Das Fundament der nationalen Volkswirtschaften – europäische wirtschaftliche Integration von 1870 bis 1914

Die europäische Integration wird gemeinhin als ein Phänomen verstanden, das während der zweiten Hälfte des 20. Jahrhunderts das Gesicht des Kontinents formte, indem es nach zwei verheerenden Weltkriegen „nationalem Egoismus“ entgegenwirkte und einen verlässlichen Rahmen europäischer Kooperation und auch Sicherheit schuf. Die Epoche vor dem Ausbruch des Ersten Weltkriegs wird dabei als Epoche erinnert, der vom Aufstieg der Nationalstaaten zu einer zunehmenden europäischen Verfeindung führte, die 1914 im Ersten Weltkrieg kulminierte. Europäische Kooperation und nationalstaatliche Souveränität sind in dieser Darstellung Gegensätze, welche es zu überwinden gilt. Diese Perspektive wurde während der letzten Jahre von historiographischer Seite mehrfach hinterfragt, und es bestand unter Historikern zumindest dahingehend Konsens, dass sich die Anfänge europäischer Integration bereits im 19. Jahrhundert verorten lassen. Das Habilitationsprojekt  von PD Dr. habil. Yaman Kouli aus dem Institut für Geschichtswissenschaften, Abteilung Neuere Geschichte, steht in der Tradition dieser Forschung, ging mit Blick auf die Sozial- und Patentpolitik aber intensiver der Frage nach, in welchem Verhältnis internationale Kooperation und nationale Gesetzgebung tatsächlich stehen.
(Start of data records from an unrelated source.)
//! Emit the implementation unit for one type declaration.
//!
//! This module defines [`UnitEmitter`] and wires together the focused submodules that each synthesize one group of
//! declarations. The heavy lifting lives in those submodules; `mod.rs` only holds the shared fragment types.
//!
//! ## Notes
//! - Every synthesizer is a pure function of `(TypeModel, EmitConfig, ReservedSymbols)` returning a list of
//!   [`Decl`]s. None of them reads another's output; [`unit`] concatenates them in [`Section::ORDER`].
//! - Runtime-support spellings come from `objgen_core::lang::runtime` and must not be reimplemented ad-hoc here.
//!
//! ## See also
//! - [`consts`]: constant materialization, static storage, field-reference rendering
//! - [`initializers`]: designated-initializer validation and constructor wrappers
//! - [`statics`]: static field accessors
//! - [`enums`]: enum constant accessors
//! - [`annotations`]: runtime annotation metadata accessors
//! - [`properties`]: property storage bindings
//! - [`methods`]: method shells
//! - [`lines`]: `#line` marker interleaving
//! - [`unit`]: section ordering and final text

mod annotations;
mod consts;
mod enums;
mod errors;
mod initializers;
mod lines;
mod methods;
mod properties;
mod statics;
mod unit;

pub use errors::EmitError;
pub use lines::LineMapper;

use objgen_core::ReservedSymbols;

use crate::config::EmitConfig;
use crate::model::{ParameterModel, TypeModel};

/// Emit one implementation unit.
///
/// Borrowed inputs are read-only, so one `UnitEmitter` per type can run on any worker thread.
pub struct UnitEmitter<'a> {
    ty: &'a TypeModel,
    config: &'a EmitConfig,
    reserved: &'a ReservedSymbols,
}

impl<'a> UnitEmitter<'a> {
    pub fn new(ty: &'a TypeModel, config: &'a EmitConfig, reserved: &'a ReservedSymbols) -> Self {
        Self { ty, config, reserved }
    }

    /// Native name every symbol in this unit is prefixed with.
    fn native(&self) -> &'a str {
        &self.ty.native_name
    }

    fn malformed(&self, member: &str, line: u32, reason: impl Into<String>) -> EmitError {
        EmitError::malformed(&self.ty.name, member, line, reason)
    }
}

/// Output sections of an implementation unit, in emission order.
#[derive(Debug, Clone, Copy, PartialEq, Eq, Hash)]
pub enum Section {
    /// `#define`d constants and static storage, at file scope.
    Constants,
    StaticAccessors,
    EnumAccessors,
    AnnotationAccessors,
    PropertyBindings,
    /// Designated initializer first, then delegating wrappers.
    Constructors,
    Methods,
}

impl Section {
    /// The fixed emission order. Output must be reproducible and diffable, so this is part of the contract.
    pub const ORDER: [Section; 7] = [
        Section::Constants,
        Section::StaticAccessors,
        Section::EnumAccessors,
        Section::AnnotationAccessors,
        Section::PropertyBindings,
        Section::Constructors,
        Section::Methods,
    ];

    /// Whether the section lives at file scope, before `@implementation`.
    pub fn is_file_scope(self) -> bool {
        match self {
            Section::Constants => true,
            Section::StaticAccessors
            | Section::EnumAccessors
            | Section::AnnotationAccessors
            | Section::PropertyBindings
            | Section::Constructors
            | Section::Methods => false,
        }
    }
}

/// One statement inside a declaration body.
#[derive(Debug, Clone, PartialEq, Eq)]
pub struct Stmt {
    /// Originating source line; `None` for synthetic statements (no `#line` marker is ever written for them).
    pub line: Option<u32>,
    pub text: String,
}

impl Stmt {
    pub fn sourced(line: u32, text: impl Into<String>) -> Self {
        Self {
            line: Some(line),
            text: text.into(),
        }
    }

    pub fn synthetic(text: impl Into<String>) -> Self {
        Self {
            line: None,
            text: text.into(),
        }
    }

    /// Empty separator line inside a body.
    pub fn blank() -> Self {
        Self::synthetic("")
    }
}

/// One emitted top-level declaration.
#[derive(Debug, Clone, PartialEq, Eq)]
pub struct Decl {
    /// Source line of the construct this declaration came from.
    pub line: u32,
    /// Unindented lines before the body.
    pub head: Vec<String>,
    /// Indented body statements.
    pub body: Vec<Stmt>,
    /// Unindented lines after the body.
    pub tail: Vec<String>,
}

impl Decl {
    /// Single-line declaration (`#define`, storage, `@synthesize`).
    pub fn single(line: u32, text: impl Into<String>) -> Self {
        Self {
            line,
            head: vec![text.into()],
            body: Vec::new(),
            tail: Vec::new(),
        }
    }

    /// Braced declaration: `header {`, body, `}`.
    pub fn block(line: u32, header: impl AsRef<str>, body: Vec<Stmt>) -> Self {
        Self {
            line,
            head: vec![format!("{} {{", header.as_ref())],
            body,
            tail: vec!["}".to_string()],
        }
    }

    /// Wrap the declaration in a pair of sentinel lines.
    pub fn bracketed(mut self, begin: &str, end: &str) -> Self {
        self.head.insert(0, begin.to_string());
        self.tail.push(end.to_string());
        self
    }
}

/// Method signature after the return type: `initWithInt:(jint)i withNSString:(NSString *)s`.
fn signature(base: &str, params: &[ParameterModel]) -> String {
    if params.is_empty() {
        return base.to_string();
    }
    params
        .iter()
        .enumerate()
        .map(|(idx, p)| {
            let keyword = p.ty.selector_keyword();
            let part = if idx == 0 {
                format!("{base}With{keyword}")
            } else {
                format!("with{keyword}")
            };
            format!("{part}:({}){}", p.ty.native(), p.name)
        })
        .collect::<Vec<_>>()
        .join(" ")
}

/// Bare selector: `initWithInt:withNSString:`.
fn selector(base: &str, params: &[ParameterModel]) -> String {
    let keywords: Vec<&str> = params.iter().map(|p| p.ty.selector_keyword()).collect();
    objgen_core::naming::selector(base, &keywords)
}

/// Parameter names joined as call arguments.
fn argument_list(params: &[ParameterModel]) -> Vec<String> {
    params.iter().map(|p| p.name.clone()).collect()
}
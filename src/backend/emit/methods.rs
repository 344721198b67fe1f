//! Emit method shells around pre-translated bodies.
//!
//! Instance methods become `- (ret)selector` blocks. Static methods become a C function that runs the class
//! initialization guard first, plus a class method forwarding to it, so C callers skip message dispatch.

use objgen_core::lang::runtime;
use objgen_core::naming;

use crate::model::MethodModel;

use super::consts::ConstantPlan;
use super::{Decl, EmitError, Stmt, UnitEmitter, argument_list, selector, signature};

impl<'a> UnitEmitter<'a> {
    pub(super) fn emit_methods(&self, plan: &ConstantPlan<'_>) -> Result<Vec<Decl>, EmitError> {
        let mut decls = Vec::new();
        for method in &self.ty.methods {
            if method.is_static {
                decls.extend(self.static_method(plan, method)?);
            } else {
                decls.push(Decl::block(
                    method.line,
                    format!(
                        "- ({}){}",
                        method.return_type.native(),
                        signature(&method.name, &method.parameters)
                    ),
                    self.render_body(plan, &method.body)?,
                ));
            }
        }
        Ok(decls)
    }

    fn static_method(&self, plan: &ConstantPlan<'_>, method: &MethodModel) -> Result<[Decl; 2], EmitError> {
        let function = naming::function_name(self.native(), &selector(&method.name, &method.parameters));
        let params: Vec<String> = method.parameters.iter().map(|p| p.ty.declare(&p.name)).collect();

        let mut body = vec![Stmt::synthetic(runtime::initialize_call(self.native())), Stmt::blank()];
        body.extend(self.render_body(plan, &method.body)?);
        let function_decl = Decl::block(
            method.line,
            method
                .return_type
                .declare(&format!("{function}({})", params.join(", "))),
            body,
        );

        let call = format!("{function}({})", argument_list(&method.parameters).join(", "));
        let forward = if method.return_type.is_void() {
            format!("{call};")
        } else {
            format!("return {call};")
        };
        let class_method = Decl::block(
            method.line,
            format!(
                "+ ({}){}",
                method.return_type.native(),
                signature(&method.name, &method.parameters)
            ),
            vec![Stmt::synthetic(forward)],
        );
        Ok([function_decl, class_method])
    }
}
Um ein zentrales Ergebnis vorwegzunehmen: Der Antagonismus nationalstaatlicher Souveränität und europäischer Koordination hat in dieser Form nie existiert. Die These der sich verschlechternden politischen Kooperation, die von einer zunehmenden Konfrontation der Nationalstaaten begleitet wurde und beinahe zwangsweise in den Ersten Weltkrieg führte, wird daher inzwischen nicht mehr in dieser Absolutheit vertreten. Vielmehr sind Stimmen laut geworden, die den Kriegsausbruch angesichts der fortschreitenden Internationalisierungsimpulse gerade im Jahr 1914 als nicht in die Zeit passend darstellen. Es besteht inzwischen kein Zweifel mehr daran, dass das internationale Kooperationsniveau sehr hoch war. Dieser Befund betrifft die institutionalisierte oder gouvernementale Ebene – Cobden-Chevalier-Vertrag (1860), Weltpostverein (1874), Pariser Verbandsübereinkunft zum Schutz des gewerblichen Eigentums (1883), Arbeiterschutzkonvention (1906) – ebenso wie die nicht-institutionalisierte Ebene der Märkte (europa- und weltweit vernetzter Arbeitsmarkt, Weltausstellungen, Goldstandard als stabilste und wichtigste Weltwährung, europäischer Kommunikationsraum).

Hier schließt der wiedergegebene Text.